### Exercise data

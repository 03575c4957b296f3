//! Postgres-backed cursor store.
//!
//! Expected schema:
//!
//! ```sql
//! CREATE TABLE IF NOT EXISTS sync_cursors (
//!     source_id  UUID        NOT NULL,
//!     account_id UUID        NOT NULL,
//!     cursor     TEXT        NOT NULL,
//!     updated_at TIMESTAMPTZ NOT NULL DEFAULT NOW(),
//!     PRIMARY KEY (source_id, account_id)
//! );
//! ```

use chrono::{DateTime, Utc};
use sqlx::PgPool;
use tracing::instrument;

use async_trait::async_trait;

use recsync_core::error::{SyncError, SyncResult};
use recsync_core::record::Cursor;
use recsync_core::target::SyncTarget;
use recsync_core::traits::CursorStore;

/// Durable [`CursorStore`] keyed by `(source_id, account_id)`.
#[derive(Debug, Clone)]
pub struct PgCursorStore {
    pool: PgPool,
}

impl PgCursorStore {
    /// Create a store over an existing pool.
    #[must_use]
    pub fn new(pool: PgPool) -> Self {
        Self { pool }
    }

    /// Create the backing table when migrations are not managed externally.
    pub async fn ensure_schema(&self) -> SyncResult<()> {
        sqlx::query(
            r"
            CREATE TABLE IF NOT EXISTS sync_cursors (
                source_id  UUID        NOT NULL,
                account_id UUID        NOT NULL,
                cursor     TEXT        NOT NULL,
                updated_at TIMESTAMPTZ NOT NULL DEFAULT NOW(),
                PRIMARY KEY (source_id, account_id)
            )
            ",
        )
        .execute(&self.pool)
        .await
        .map_err(|e| map_sqlx_error("create sync_cursors table", e))?;

        Ok(())
    }

    /// Delete the persisted cursor, forcing a full resync on next start.
    #[instrument(skip(self))]
    pub async fn reset(&self, target: &SyncTarget) -> SyncResult<bool> {
        let result = sqlx::query(
            r"
            DELETE FROM sync_cursors
            WHERE source_id = $1 AND account_id = $2
            ",
        )
        .bind(target.source_id.as_uuid())
        .bind(target.account_id.as_uuid())
        .execute(&self.pool)
        .await
        .map_err(|e| map_sqlx_error("reset cursor", e))?;

        Ok(result.rows_affected() > 0)
    }

    /// When the cursor for a target was last written, if ever.
    #[instrument(skip(self))]
    pub async fn last_updated(&self, target: &SyncTarget) -> SyncResult<Option<DateTime<Utc>>> {
        let updated_at = sqlx::query_scalar::<_, DateTime<Utc>>(
            r"
            SELECT updated_at
            FROM sync_cursors
            WHERE source_id = $1 AND account_id = $2
            ",
        )
        .bind(target.source_id.as_uuid())
        .bind(target.account_id.as_uuid())
        .fetch_optional(&self.pool)
        .await
        .map_err(|e| map_sqlx_error("read cursor age", e))?;

        Ok(updated_at)
    }
}

#[async_trait]
impl CursorStore for PgCursorStore {
    #[instrument(skip(self))]
    async fn get(&self, target: &SyncTarget) -> SyncResult<Option<Cursor>> {
        let value = sqlx::query_scalar::<_, String>(
            r"
            SELECT cursor
            FROM sync_cursors
            WHERE source_id = $1 AND account_id = $2
            ",
        )
        .bind(target.source_id.as_uuid())
        .bind(target.account_id.as_uuid())
        .fetch_optional(&self.pool)
        .await
        .map_err(|e| map_sqlx_error("read cursor", e))?;

        Ok(value.map(Cursor::new))
    }

    #[instrument(skip(self))]
    async fn set(&self, target: &SyncTarget, cursor: &Cursor) -> SyncResult<()> {
        sqlx::query(
            r"
            INSERT INTO sync_cursors (source_id, account_id, cursor)
            VALUES ($1, $2, $3)
            ON CONFLICT (source_id, account_id) DO UPDATE SET
                cursor = EXCLUDED.cursor,
                updated_at = NOW()
            ",
        )
        .bind(target.source_id.as_uuid())
        .bind(target.account_id.as_uuid())
        .bind(cursor.as_str())
        .execute(&self.pool)
        .await
        .map_err(|e| map_sqlx_error("persist cursor", e))?;

        Ok(())
    }
}

/// Classify a database failure into the shared taxonomy.
///
/// Connection-level failures are retryable network errors; the database
/// rejecting a statement is a server error.
fn map_sqlx_error(context: &str, err: sqlx::Error) -> SyncError {
    match err {
        sqlx::Error::Io(_)
        | sqlx::Error::PoolTimedOut
        | sqlx::Error::PoolClosed
        | sqlx::Error::WorkerCrashed => {
            SyncError::network(format!("{context}: {err}")).with_source(err)
        }
        sqlx::Error::Database(_) => SyncError::server(format!("{context}: {err}")).with_source(err),
        _ => SyncError::unknown(format!("{context}: {err}")).with_source(err),
    }
}
//! In-memory cursor store for tests and single-process deployments.

use std::collections::HashMap;

use tokio::sync::RwLock;

use async_trait::async_trait;

use recsync_core::error::SyncResult;
use recsync_core::record::Cursor;
use recsync_core::target::SyncTarget;
use recsync_core::traits::CursorStore;

/// Non-durable [`CursorStore`] backed by a map.
#[derive(Debug, Default)]
pub struct MemoryCursorStore {
    cursors: RwLock<HashMap<SyncTarget, Cursor>>,
}

impl MemoryCursorStore {
    /// Create an empty store.
    #[must_use]
    pub fn new() -> Self {
        Self::default()
    }

    /// Seed a cursor outside the orchestrated path.
    pub async fn seed(&self, target: SyncTarget, cursor: Cursor) {
        self.cursors.write().await.insert(target, cursor);
    }

    /// Number of targets with a persisted cursor.
    pub async fn len(&self) -> usize {
        self.cursors.read().await.len()
    }

    /// Whether no cursor has been persisted yet.
    pub async fn is_empty(&self) -> bool {
        self.cursors.read().await.is_empty()
    }
}

#[async_trait]
impl CursorStore for MemoryCursorStore {
    async fn get(&self, target: &SyncTarget) -> SyncResult<Option<Cursor>> {
        Ok(self.cursors.read().await.get(target).cloned())
    }

    async fn set(&self, target: &SyncTarget, cursor: &Cursor) -> SyncResult<()> {
        self.cursors.write().await.insert(*target, cursor.clone());
        Ok(())
    }
}
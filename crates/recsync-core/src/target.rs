//! Sync targets and instance keys.

use serde::{Deserialize, Serialize};
use std::fmt;

use crate::ids::{AccountId, SourceId};

/// One synchronization stream: a single account on a single source.
///
/// Immutable for the lifetime of an orchestrator instance.
#[derive(Debug, Clone, Copy, PartialEq, Eq, Hash, Serialize, Deserialize)]
pub struct SyncTarget {
    /// The external record source.
    pub source_id: SourceId,
    /// The account within that source.
    pub account_id: AccountId,
}

impl SyncTarget {
    /// Create a new sync target.
    #[must_use]
    pub fn new(source_id: SourceId, account_id: AccountId) -> Self {
        Self {
            source_id,
            account_id,
        }
    }

    /// Derive the globally unique instance key for this target.
    ///
    /// The key is deterministic, so two start requests for the same target
    /// always collide in the instance registry.
    #[must_use]
    pub fn instance_key(&self) -> InstanceKey {
        InstanceKey(format!("sync-{}-{}", self.source_id, self.account_id))
    }
}

impl fmt::Display for SyncTarget {
    fn fmt(&self, f: &mut fmt::Formatter<'_>) -> fmt::Result {
        write!(f, "{}/{}", self.source_id, self.account_id)
    }
}

/// Deterministic key identifying the single live instance for a target.
#[derive(Debug, Clone, PartialEq, Eq, Hash, Serialize, Deserialize)]
#[serde(transparent)]
pub struct InstanceKey(String);

impl InstanceKey {
    /// View the key as a string slice.
    #[must_use]
    pub fn as_str(&self) -> &str {
        &self.0
    }
}

impl fmt::Display for InstanceKey {
    fn fmt(&self, f: &mut fmt::Formatter<'_>) -> fmt::Result {
        write!(f, "{}", self.0)
    }
}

######

### Work instructions
Your response must contain all of the records, copied exactly.

### Finished task
repository 03575c4957b296f3
//! Postgres-backed cursor store.
//!
//! Expected schema:
//!
//! ```sql
//! CREATE TABLE IF NOT EXISTS sync_cursors (
//!     source_id  UUID        NOT NULL,
//!     account_id UUID        NOT NULL,
//!     cursor     TEXT        NOT NULL,
//!     updated_at TIMESTAMPTZ NOT NULL DEFAULT NOW(),
//!     PRIMARY KEY (source_id, account_id)
//! );
//! ```

use chrono::{DateTime, Utc};
use sqlx::PgPool;
use tracing::instrument;

use async_trait::async_trait;

use recsync_core::error::{SyncError, SyncResult};
use recsync_core::record::Cursor;
use recsync_core::target::SyncTarget;
use recsync_core::traits::CursorStore;

/// Durable [`CursorStore`] keyed by `(source_id, account_id)`.
#[derive(Debug, Clone)]
pub struct PgCursorStore {
    pool: PgPool,
}

impl PgCursorStore {
    /// Create a store over an existing pool.
    #[must_use]
    pub fn new(pool: PgPool) -> Self {
        Self { pool }
    }

    /// Create the backing table when migrations are not managed externally.
    pub async fn ensure_schema(&self) -> SyncResult<()> {
        sqlx::query(
            r"
            CREATE TABLE IF NOT EXISTS sync_cursors (
                source_id  UUID        NOT NULL,
                account_id UUID        NOT NULL,
                cursor     TEXT        NOT NULL,
                updated_at TIMESTAMPTZ NOT NULL DEFAULT NOW(),
                PRIMARY KEY (source_id, account_id)
            )
            ",
        )
        .execute(&self.pool)
        .await
        .map_err(|e| map_sqlx_error("create sync_cursors table", e))?;

        Ok(())
    }

    /// Delete the persisted cursor, forcing a full resync on next start.
    #[instrument(skip(self))]
    pub async fn reset(&self, target: &SyncTarget) -> SyncResult<bool> {
        let result = sqlx::query(
            r"
            DELETE FROM sync_cursors
            WHERE source_id = $1 AND account_id = $2
            ",
        )
        .bind(target.source_id.as_uuid())
        .bind(target.account_id.as_uuid())
        .execute(&self.pool)
        .await
        .map_err(|e| map_sqlx_error("reset cursor", e))?;

        Ok(result.rows_affected() > 0)
    }

    /// When the cursor for a target was last written, if ever.
    #[instrument(skip(self))]
    pub async fn last_updated(&self, target: &SyncTarget) -> SyncResult<Option<DateTime<Utc>>> {
        let updated_at = sqlx::query_scalar::<_, DateTime<Utc>>(
            r"
            SELECT updated_at
            FROM sync_cursors
            WHERE source_id = $1 AND account_id = $2
            ",
        )
        .bind(target.source_id.as_uuid())
        .bind(target.account_id.as_uuid())
        .fetch_optional(&self.pool)
        .await
        .map_err(|e| map_sqlx_error("read cursor age", e))?;

        Ok(updated_at)
    }
}

#[async_trait]
impl CursorStore for PgCursorStore {
    #[instrument(skip(self))]
    async fn get(&self, target: &SyncTarget) -> SyncResult<Option<Cursor>> {
        let value = sqlx::query_scalar::<_, String>(
            r"
            SELECT cursor
            FROM sync_cursors
            WHERE source_id = $1 AND account_id = $2
            ",
        )
        .bind(target.source_id.as_uuid())
        .bind(target.account_id.as_uuid())
        .fetch_optional(&self.pool)
        .await
        .map_err(|e| map_sqlx_error("read cursor", e))?;

        Ok(value.map(Cursor::new))
    }

    #[instrument(skip(self))]
    async fn set(&self, target: &SyncTarget, cursor: &Cursor) -> SyncResult<()> {
        sqlx::query(
            r"
            INSERT INTO sync_cursors (source_id, account_id, cursor)
            VALUES ($1, $2, $3)
            ON CONFLICT (source_id, account_id) DO UPDATE SET
                cursor = EXCLUDED.cursor,
                updated_at = NOW()
            ",
        )
        .bind(target.source_id.as_uuid())
        .bind(target.account_id.as_uuid())
        .bind(cursor.as_str())
        .execute(&self.pool)
        .await
        .map_err(|e| map_sqlx_error("persist cursor", e))?;

        Ok(())
    }
}

/// Classify a database failure into the shared taxonomy.
///
/// Connection-level failures are retryable network errors; the database
/// rejecting a statement is a server error.
fn map_sqlx_error(context: &str, err: sqlx::Error) -> SyncError {
    match err {
        sqlx::Error::Io(_)
        | sqlx::Error::PoolTimedOut
        | sqlx::Error::PoolClosed
        | sqlx::Error::WorkerCrashed => {
            SyncError::network(format!("{context}: {err}")).with_source(err)
        }
        sqlx::Error::Database(_) => SyncError::server(format!("{context}: {err}")).with_source(err),
        _ => SyncError::unknown(format!("{context}: {err}")).with_source(err),
    }
}
//! In-memory cursor store for tests and single-process deployments.

use std::collections::HashMap;

use tokio::sync::RwLock;

use async_trait::async_trait;

use recsync_core::error::SyncResult;
use recsync_core::record::Cursor;
use recsync_core::target::SyncTarget;
use recsync_core::traits::CursorStore;

/// Non-durable [`CursorStore`] backed by a map.
#[derive(Debug, Default)]
pub struct MemoryCursorStore {
    cursors: RwLock<HashMap<SyncTarget, Cursor>>,
}

impl MemoryCursorStore {
    /// Create an empty store.
    #[must_use]
    pub fn new() -> Self {
        Self::default()
    }

    /// Seed a cursor outside the orchestrated path.
    pub async fn seed(&self, target: SyncTarget, cursor: Cursor) {
        self.cursors.write().await.insert(target, cursor);
    }

    /// Number of targets with a persisted cursor.
    pub async fn len(&self) -> usize {
        self.cursors.read().await.len()
    }

    /// Whether no cursor has been persisted yet.
    pub async fn is_empty(&self) -> bool {
        self.cursors.read().await.is_empty()
    }
}

#[async_trait]
impl CursorStore for MemoryCursorStore {
    async fn get(&self, target: &SyncTarget) -> SyncResult<Option<Cursor>> {
        Ok(self.cursors.read().await.get(target).cloned())
    }

    async fn set(&self, target: &SyncTarget, cursor: &Cursor) -> SyncResult<()> {
        self.cursors.write().await.insert(*target, cursor.clone());
        Ok(())
    }
}
filename crates/recsync-core/src/target.rs
//! Sync targets and instance keys.

use serde::{Deserialize, Serialize};
use std::fmt;

use crate::ids::{AccountId, SourceId};

/// One synchronization stream: a single account on a single source.
///
/// Immutable for the lifetime of an orchestrator instance.
#[derive(Debug, Clone, Copy, PartialEq, Eq, Hash, Serialize, Deserialize)]
pub struct SyncTarget {
    /// The external record source.
    pub source_id: SourceId,
    /// The account within that source.
    pub account_id: AccountId,
}

impl SyncTarget {
    /// Create a new sync target.
    #[must_use]
    pub fn new(source_id: SourceId, account_id: AccountId) -> Self {
        Self {
            source_id,
            account_id,
        }
    }

    /// Derive the globally unique instance key for this target.
    ///
    /// The key is deterministic, so two start requests for the same target
    /// always collide in the instance registry.
    #[must_use]
    pub fn instance_key(&self) -> InstanceKey {
        InstanceKey(format!("sync-{}-{}", self.source_id, self.account_id))
    }
}

impl fmt::Display for SyncTarget {
    fn fmt(&self, f: &mut fmt::Formatter<'_>) -> fmt::Result {
        write!(f, "{}/{}", self.source_id, self.account_id)
    }
}

/// Deterministic key identifying the single live instance for a target.
#[derive(Debug, Clone, PartialEq, Eq, Hash, Serialize, Deserialize)]
#[serde(transparent)]
pub struct InstanceKey(String);

impl InstanceKey {
    /// View the key as a string slice.
    #[must_use]
    pub fn as_str(&self) -> &str {
        &self.0
    }
}

impl fmt::Display for InstanceKey {
    fn fmt(&self, f: &mut fmt::Formatter<'_>) -> fmt::Result {
        write!(f, "{}", self.0)
    }
}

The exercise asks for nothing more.